All lines from the one with "pub use crate::checksum::BlockChecksum;" through the last line of the data below should be copied exactly; please add nothing.

Records from a data source:
+ + +

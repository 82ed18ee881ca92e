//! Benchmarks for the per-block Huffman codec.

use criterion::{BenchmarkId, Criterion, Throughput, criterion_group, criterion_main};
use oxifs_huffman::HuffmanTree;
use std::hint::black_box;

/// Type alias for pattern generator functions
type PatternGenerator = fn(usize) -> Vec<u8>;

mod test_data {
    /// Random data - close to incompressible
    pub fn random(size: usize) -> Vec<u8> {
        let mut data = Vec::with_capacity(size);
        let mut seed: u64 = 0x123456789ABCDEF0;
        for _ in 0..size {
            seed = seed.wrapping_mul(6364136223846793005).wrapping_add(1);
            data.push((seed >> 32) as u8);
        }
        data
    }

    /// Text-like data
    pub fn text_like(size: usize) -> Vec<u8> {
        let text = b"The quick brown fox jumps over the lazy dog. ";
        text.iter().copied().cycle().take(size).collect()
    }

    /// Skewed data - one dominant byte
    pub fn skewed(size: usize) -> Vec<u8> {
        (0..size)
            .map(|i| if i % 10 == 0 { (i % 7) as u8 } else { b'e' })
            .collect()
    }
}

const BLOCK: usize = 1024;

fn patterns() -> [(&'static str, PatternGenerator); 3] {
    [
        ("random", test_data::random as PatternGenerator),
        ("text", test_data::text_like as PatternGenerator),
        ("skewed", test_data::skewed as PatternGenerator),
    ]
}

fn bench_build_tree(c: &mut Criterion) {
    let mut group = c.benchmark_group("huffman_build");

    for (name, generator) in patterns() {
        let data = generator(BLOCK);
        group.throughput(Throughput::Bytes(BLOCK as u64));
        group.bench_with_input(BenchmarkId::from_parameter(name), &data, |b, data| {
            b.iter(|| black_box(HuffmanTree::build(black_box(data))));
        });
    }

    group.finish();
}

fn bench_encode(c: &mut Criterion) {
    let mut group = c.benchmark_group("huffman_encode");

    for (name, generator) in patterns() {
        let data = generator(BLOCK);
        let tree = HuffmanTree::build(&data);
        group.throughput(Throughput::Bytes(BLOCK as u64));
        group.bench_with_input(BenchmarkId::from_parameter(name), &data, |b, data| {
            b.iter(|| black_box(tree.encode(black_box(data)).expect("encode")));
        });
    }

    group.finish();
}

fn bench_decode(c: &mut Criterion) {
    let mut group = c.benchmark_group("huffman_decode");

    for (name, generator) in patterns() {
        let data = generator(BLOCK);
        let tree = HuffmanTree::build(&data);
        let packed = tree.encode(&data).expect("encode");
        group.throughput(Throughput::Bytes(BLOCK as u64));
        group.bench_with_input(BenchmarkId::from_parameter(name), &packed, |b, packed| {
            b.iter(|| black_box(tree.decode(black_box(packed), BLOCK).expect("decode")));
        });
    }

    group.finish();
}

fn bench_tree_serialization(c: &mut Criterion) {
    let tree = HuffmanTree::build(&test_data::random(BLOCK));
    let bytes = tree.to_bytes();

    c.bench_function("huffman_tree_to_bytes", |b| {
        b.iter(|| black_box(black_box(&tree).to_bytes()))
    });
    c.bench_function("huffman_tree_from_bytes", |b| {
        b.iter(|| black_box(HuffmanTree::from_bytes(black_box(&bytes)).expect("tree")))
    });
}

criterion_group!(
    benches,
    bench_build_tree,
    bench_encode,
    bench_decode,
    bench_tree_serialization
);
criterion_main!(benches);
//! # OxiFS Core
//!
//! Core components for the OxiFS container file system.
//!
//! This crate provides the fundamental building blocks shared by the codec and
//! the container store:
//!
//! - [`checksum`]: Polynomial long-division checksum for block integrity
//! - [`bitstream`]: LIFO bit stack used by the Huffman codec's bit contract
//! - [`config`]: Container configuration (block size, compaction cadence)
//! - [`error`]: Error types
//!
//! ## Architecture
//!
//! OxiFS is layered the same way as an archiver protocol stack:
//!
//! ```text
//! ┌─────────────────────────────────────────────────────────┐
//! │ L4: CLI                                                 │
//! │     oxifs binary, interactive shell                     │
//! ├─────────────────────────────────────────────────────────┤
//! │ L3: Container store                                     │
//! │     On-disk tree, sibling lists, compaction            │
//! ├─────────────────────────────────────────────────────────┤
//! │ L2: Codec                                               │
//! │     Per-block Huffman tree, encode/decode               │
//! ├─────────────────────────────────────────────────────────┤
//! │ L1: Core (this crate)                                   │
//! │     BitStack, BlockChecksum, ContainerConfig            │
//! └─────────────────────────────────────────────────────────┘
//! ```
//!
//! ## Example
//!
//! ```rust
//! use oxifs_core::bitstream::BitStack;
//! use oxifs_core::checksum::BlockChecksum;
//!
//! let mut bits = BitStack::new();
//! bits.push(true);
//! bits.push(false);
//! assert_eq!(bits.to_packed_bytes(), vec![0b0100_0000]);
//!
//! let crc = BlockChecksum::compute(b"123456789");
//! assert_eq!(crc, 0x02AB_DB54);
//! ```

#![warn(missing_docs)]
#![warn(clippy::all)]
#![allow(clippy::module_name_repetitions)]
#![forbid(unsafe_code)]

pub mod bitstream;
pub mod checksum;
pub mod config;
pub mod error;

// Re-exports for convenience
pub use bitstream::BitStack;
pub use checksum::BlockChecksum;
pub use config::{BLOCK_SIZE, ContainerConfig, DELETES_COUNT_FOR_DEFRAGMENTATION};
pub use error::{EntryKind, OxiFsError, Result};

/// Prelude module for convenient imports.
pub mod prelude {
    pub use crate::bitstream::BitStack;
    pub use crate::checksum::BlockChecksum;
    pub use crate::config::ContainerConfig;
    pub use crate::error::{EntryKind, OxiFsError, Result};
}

+ + +

SOLVED PROBLEM:
    pub use crate::checksum::BlockChecksum;
    pub use crate::config::ContainerConfig;
    pub use crate::error::{EntryKind, OxiFsError, Result};
}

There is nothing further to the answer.